For instance, in Constrained SGD or SVM, we rely on this structural
"solidness" to ensure that our algorithms always have a valid point to converge to. We will
explore how this combines with boundedness to form the broader concept of compactness
in a later chapter.
As we move toward more complex spaces, especially when dealing with infinite-dimensional spaces,
we need a refined version of boundedness that accounts for the "density" of the set, leading us to
the concept of total boundedness.
Definition: Total Boundedness
A subset \(S\) of a metric space \(X\) is called a totally bounded subset of \(X\)
if and only if for each \(r \in \mathbb{R}^+\), there is a finite collection of balls of \(X\) of
radius \(r\) that covers \(S\). The metric space \(X\) is said to be totally bounded
if and only if it is a totally bounded subset of itself.
Insight: Total Boundedness in Function Spaces
In the space of neural network functions, total boundedness directly relates to
covering numbers - the minimum number of balls of radius \(\epsilon\)
needed to cover a function class.
-
Capacity Control:
In statistical learning theory, the logarithm of the covering number (metric entropy)
measures the complexity of a model.
-
Generalization:
A totally bounded function class ensures that we can approximate any function in the
class with a finite set of "representative" networks. Smaller covering numbers imply a
less complex hypothesis space, which typically leads to tighter generalization bounds.
Completeness Revisited
In the previous chapter, we defined completeness as follows:
Definition: Completeness
A metric space \(X\) is said to be complete if and only if
\(X\) is closed in every metric superspace of \(X\).
This formulation prioritizes the structural integrity of the metric space itself—the space has
"no holes" that could be exposed by embedding it in a larger space. Now that we have developed
the Cauchy criterion, we can state an equivalent characterization that is often more useful in practice.
Definition: Completeness
A metric space \(X\) is said to be complete if and only if
every Cauchy sequence in \(X\) converges in \(X\).

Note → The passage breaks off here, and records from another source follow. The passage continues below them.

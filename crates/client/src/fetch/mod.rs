//! Network layer behind the interceptor.
//!
//! ### Network seam
//! - The `Network` trait is the only way the worker reaches the network, so
//!   handlers can be exercised against a recording mock.
//!
//! ### FetchClient
//! - reqwest with rustls, transparent gzip/brotli/deflate.
//! - Any HTTP status is a successful fetch; only transport failures are errors.
//! - Responses from the application origin are `basic`, others `cors`.
//! - Max redirects: 5
//! - Max body bytes: configurable (default 10MB)

pub mod url;

use std::collections::BTreeMap;
use std::time::{Duration, Instant};

use bytes::Bytes;
use reqwest::{Client, Method, header};

pub use self::url::{UrlError, is_same_origin, resolve};

use ::url::Url;
use haven_core::{Error, Request, Response, ResponseType, WorkerConfig};

/// Performs a network fetch for an intercepted request.
#[async_trait::async_trait]
pub trait Network: Send + Sync {
    /// Fetch `request`, whose URL is already absolute.
    ///
    /// Returns `Err` only when no response could be obtained at all.
    async fn fetch(&self, request: &Request) -> Result<Response, Error>;
}

/// Configuration for the fetch client.
#[derive(Debug, Clone)]
pub struct FetchConfig {
    /// User agent string (default: "haven-worker/0.1")
    pub user_agent: String,

    /// Maximum response body size in bytes (default: 10MB)
    pub max_bytes: usize,

    /// Request timeout (default: 20s)
    pub timeout: Duration,

    /// Maximum number of redirects to follow (default: 5)
    pub max_redirects: usize,

    /// Application origin used to classify responses.
    pub origin: Url,
}

impl FetchConfig {
    /// Derive the client configuration from the worker configuration.
    pub fn from_worker(config: &WorkerConfig) -> Result<Self, Error> {
        let origin = config.origin_url().map_err(|e| Error::InvalidUrl(e.to_string()))?;
        Ok(Self {
            user_agent: config.user_agent.clone(),
            max_bytes: config.max_bytes,
            timeout: config.timeout(),
            max_redirects: 5,
            origin,
        })
    }
}

/// reqwest-backed `Network` implementation.
pub struct FetchClient {
    http: Client,
    config: FetchConfig,
}

impl FetchClient {
    /// Create a new fetch client with the given configuration.
    pub fn new(config: FetchConfig) -> Result<Self, Error> {
        let http = Client::builder()
            .user_agent(&config.user_agent)
            .timeout(config.timeout)
            .redirect(reqwest::redirect::Policy::limited(config.max_redirects))
            .use_rustls_tls()
            .gzip(true)
            .brotli(true)
            .deflate(true)
            .build()
            .map_err(|e| Error::Network(format!("failed to build HTTP client: {}", e)))?;

        Ok(Self { http, config })
    }

    fn classify(&self, final_url: &Url) -> ResponseType {
        if is_same_origin(final_url, &self.config.origin) { ResponseType::Basic } else { ResponseType::Cors }
    }
}

#[async_trait::async_trait]
impl Network for FetchClient {
    async fn fetch(&self, request: &Request) -> Result<Response, Error> {
        let start = Instant::now();
        let method = Method::from_bytes(request.method.to_ascii_uppercase().as_bytes())
            .map_err(|e| Error::InvalidInput(format!("invalid method {}: {}", request.method, e)))?;

        let mut builder = self.http.request(method, request.url.as_str());
        for (name, value) in &request.headers {
            builder = builder.header(name.as_str(), value.as_str());
        }

        let response = builder.send().await.map_err(|e| {
            if e.is_timeout() {
                Error::FetchTimeout(format!("{}: {}", request.url, e))
            } else {
                Error::Network(format!("{}: {}", request.url, e))
            }
        })?;

        if let Some(len) = response.content_length()
            && exceeds_limit(len, self.config.max_bytes)
        {
            return Err(Error::FetchTooLarge(format!("{} bytes exceeds {}", len, self.config.max_bytes)));
        }

        let status = response.status();
        let final_url = response.url().clone();
        let headers = collect_headers(response.headers());

        let bytes: Bytes = response
            .bytes()
            .await
            .map_err(|e| Error::Network(format!("failed to read response: {}", e)))?;

        if exceeds_limit(bytes.len() as u64, self.config.max_bytes) {
            return Err(Error::FetchTooLarge(format!("{} bytes exceeds {}", bytes.len(), self.config.max_bytes)));
        }

        tracing::debug!(
            "fetched {} -> {} ({}) in {}ms ({} bytes)",
            request.url,
            final_url,
            status.as_u16(),
            start.elapsed().as_millis(),
            bytes.len()
        );

        Ok(Response {
            status: status.as_u16(),
            status_text: status.canonical_reason().unwrap_or_default().to_string(),
            headers,
            body: bytes.to_vec(),
            response_type: self.classify(&final_url),
            url: final_url.to_string(),
        })
    }
}

/// Length check done in `u64`; a `usize` cast truncates on 32-bit targets.
fn exceeds_limit(len: u64, max_bytes: usize) -> bool {
    len > max_bytes as u64
}

fn collect_headers(headers: &header::HeaderMap) -> BTreeMap<String, String> {
    headers
        .iter()
        .filter_map(|(name, value)| value.to_str().ok().map(|v| (name.as_str().to_string(), v.to_string())))
        .collect()
}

The equivalence of these definitions is a fundamental theorem we will prove in later chapters.
For now, the sequential characterization gives us an operational test: to verify completeness,
we must show that any sequence whose terms get arbitrarily close together eventually reaches
a limit within the space.
Example:
\(\mathbb{R}^n\) (with the Euclidean metric) is complete. This is the Cauchy completeness axiom
of the real numbers, extended to finite-dimensional spaces. However, \(\mathbb{Q}^n\) (rationals)
is not complete - Cauchy sequences can converge to irrational limits.
Insight:
Completeness is the "floor" of our mathematical world; it ensures that if an algorithm suggests a limit exists
(via the Cauchy property), that limit is a valid point within our space. In machine learning, we rely on the following
complete spaces:
-
\(\mathbb{R}^d\) (Parameter Space):
As a finite-dimensional Euclidean space, \(\mathbb{R}^d\) is complete. While this does not guarantee
that SGD will converge (which depends on learning rates and loss geometry), it ensures that any
Cauchy sequence of weights \(\{\theta_t\}\) has a unique, reachable limit \(\theta^* \in \mathbb{R}^d\).
-
Hilbert Spaces (e.g., RKHS):
By definition, a Hilbert space is a complete inner product space. The convergence of kernel-based algorithms
depend on the fact that the optimization occurs in a space where "holes" do not exist.
-
\(L^p\) Spaces (Function Spaces):
The Riesz-Fischer Theorem proves that \(L^p\) spaces are complete. This is fundamental for
universal approximation; it allows us to define the "target function" as the
limit of a sequence of neural networks under an integral norm.
-
Probability Distributions (Wasserstein Space):
When training generative models (e.g., GANs or Diffusion Models), we optimize within a space of probability distributions.
Crucially, the completeness of the Wasserstein space is inherited from the underlying base space (typically the complete Euclidean space \(\mathbb{R}^n\)).
This structural guarantee ensures that a Cauchy sequence of distributions will always converge to a valid, well-defined distribution, rather than "escaping" the space of measures.